Limitations of Prior Work & Inconsistency-Tolerant Methods¶
Repair-based semantics (e.g., AR semantics) consider maximal consistent subsets of the ABox, but implicitly assume the TBox is fully reliable and that inconsistency originates solely from ABox errors. In practice, TBox axioms may also admit exceptions ("soft" constraints).
Cost-Based Semantics: A Quantitative Approach¶
Bienvenu, Bourgaux & Jean (2024) proposed cost-based semantics: - Each axiom and assertion is assigned a weight (penalty); weight \(\infty\) denotes a "hard" constraint. - The cost of an interpretation is based on the weighted sum of violated axioms and assertions. - Four query answering semantics are defined: bounded-cost certain/possible and optimal-cost certain/possible.
Paper Goals¶
Two significant gaps remain in prior work:
- No non-trivial upper bound is known for the optimal-cost certain semantics (the most practically useful semantics).
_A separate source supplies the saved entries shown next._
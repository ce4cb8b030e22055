//! Verification engine orchestration
//!
//! `LoyaltyEngine` wires the components over one shared ledger store and is
//! what the HTTP handlers and the CLI talk to.
//!
//! # Architecture
//!
//! ```text
//! LoyaltyEngine
//!     ├── Arc<dyn LedgerStore>       (injected store capability)
//!     ├── TransactionStateMachine    (single resolve)
//!     │   └── DisbursementEngine     (optimistic ledger credit)
//!     └── BulkProcessor              (batch resolve, per-member partitions)
//! ```

use super::bulk_processor::{BulkConfig, BulkProcessor, BulkSummary};
use super::disbursement::DisbursementEngine;
use super::optimistic::RetryPolicy;
use super::query::{self, DEFAULT_LIST_LIMIT, DEFAULT_SCAN_CAP};
use super::repair::{repair_unfunded, RepairReport};
use super::state_machine::{ResolveOutcome, TransactionStateMachine};
use super::traits::LedgerStore;
use crate::io::csv_format::{match_rows, MatchReport};
use crate::types::{DocPath, LoyaltyError, ResolveAction, Transaction};
use serde::Serialize;
use std::sync::Arc;

/// Tunables for the engine
#[derive(Debug, Clone, PartialEq, Eq)]
pub struct EngineConfig {
    pub retry: RetryPolicy,
    pub bulk: BulkConfig,
    /// Rows returned by `list_recent`
    pub list_limit: usize,
    /// Upper bound on documents read by any scan
    pub scan_cap: usize,
}

impl Default for EngineConfig {
    fn default() -> Self {
        Self {
            retry: RetryPolicy::default(),
            bulk: BulkConfig::default(),
            list_limit: DEFAULT_LIST_LIMIT,
            scan_cap: DEFAULT_SCAN_CAP,
        }
    }
}

/// Result of a reconciliation run
#[derive(Debug, Clone, PartialEq, Serialize)]
#[serde(rename_all = "camelCase")]
pub struct ReconciliationResult {
    #[serde(flatten)]
    pub report: MatchReport,
    /// Bulk verify summary, present when the match was applied
    pub summary: Option<BulkSummary>,
}

/// Entry point for verification, disbursement and reconciliation
#[derive(Clone)]
pub struct LoyaltyEngine {
    store: Arc<dyn LedgerStore>,
    machine: TransactionStateMachine,
    bulk: BulkProcessor,
    config: EngineConfig,
}

impl std::fmt::Debug for LoyaltyEngine {
    fn fmt(&self, f: &mut std::fmt::Formatter<'_>) -> std::fmt::Result {
        f.debug_struct("LoyaltyEngine")
            .field("config", &self.config)
            .finish_non_exhaustive()
    }
}

impl LoyaltyEngine {
    pub fn new(store: Arc<dyn LedgerStore>, config: EngineConfig) -> Self {
        let disbursement = DisbursementEngine::new(Arc::clone(&store), config.retry);
        let machine = TransactionStateMachine::new(Arc::clone(&store), disbursement);
        let bulk = BulkProcessor::new(Arc::clone(&store), machine.clone(), config.bulk.clone());
        Self {
            store,
            machine,
            bulk,
            config,
        }
    }

    pub fn config(&self) -> &EngineConfig {
        &self.config
    }

    pub fn store(&self) -> &Arc<dyn LedgerStore> {
        &self.store
    }

    pub async fn resolve(
        &self,
        doc_path: &str,
        action: ResolveAction,
        actor_id: &str,
    ) -> Result<ResolveOutcome, LoyaltyError> {
        self.machine.resolve(doc_path, action, actor_id).await
    }

    pub async fn resolve_many(
        &self,
        doc_paths: &[DocPath],
        action: Option<ResolveAction>,
        actor_id: &str,
    ) -> Result<BulkSummary, LoyaltyError> {
        self.bulk.resolve_many(doc_paths, action, actor_id).await
    }

    /// Newest transactions, capped at `limit` or the configured list limit
    pub async fn list_recent(&self, limit: Option<usize>) -> Result<Vec<Transaction>, LoyaltyError> {
        let limit = limit
            .unwrap_or(self.config.list_limit)
            .min(self.config.list_limit);
        query::list_recent(self.store.as_ref(), limit, self.config.scan_cap).await
    }

    /// Match a POS export against pending transactions, verifying on `apply`
    pub async fn reconcile(
        &self,
        csv_text: &str,
        actor_id: &str,
        apply: bool,
    ) -> Result<ReconciliationResult, LoyaltyError> {
        let pending = query::list_pending(self.store.as_ref(), self.config.scan_cap).await?;
        let report = match_rows(csv_text, &pending);
        tracing::info!(
            pending = pending.len(),
            matched = report.matched.len(),
            unmatched = report.unmatched.len(),
            duplicates = report.duplicates.len(),
            apply,
            "reconciliation matched"
        );

        let summary = if apply && !report.matched.is_empty() {
            let doc_paths = report.matched_doc_paths();
            Some(
                self.bulk
                    .resolve_many(&doc_paths, Some(ResolveAction::Verify), actor_id)
                    .await?,
            )
        } else {
            None
        };

        Ok(ReconciliationResult { report, summary })
    }

    /// Credit verified transactions whose disbursement never landed
    pub async fn repair(&self, actor_id: &str) -> Result<RepairReport, LoyaltyError> {
        if actor_id.trim().is_empty() {
            return Err(LoyaltyError::invalid_input("actor id is required"));
        }
        repair_unfunded(
            self.store.as_ref(),
            self.machine.disbursement(),
            actor_id,
            self.config.scan_cap,
            self.config.bulk.error_sample_limit,
        )
        .await
    }
}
- The DLs studied lack inverse roles and role inclusions, excluding the DL-Lite family—the most commonly used DLs in OMQA.
Method¶
Overall Architecture¶
The core contributions are a series of complexity results covering a spectrum of DLs from the lightweight DL-Lite\(_{\text{core}}\) to the expressive \(\mathcal{ALCHIO}\). The methodology consists of three parts: upper bound proofs, lower bound proofs, and positive first-order rewritability results.
Key Designs¶
1. Formalization of Cost-Based Semantics¶
Weighted Knowledge Base (WKB): \(\mathcal{K}_\omega = (\mathcal{T}, \mathcal{A})_\omega\), where \(\omega: \mathcal{T} \cup \mathcal{A} \mapsto \mathbb{N}_{>0} \cup \{\infty\}\).
Cost of an interpretation: $\(\omega(\mathcal{I}) = \sum_{\tau \in \mathcal{T}} \omega(\tau)|vio_\tau(\mathcal{I})| + \sum_{\alpha \in vio_\mathcal{A}(\mathcal{I})} \omega(\alpha)\)$
TBox axiom costs accumulate with the number of violations (counted by elements), while ABox assertion costs are binary (violated or not).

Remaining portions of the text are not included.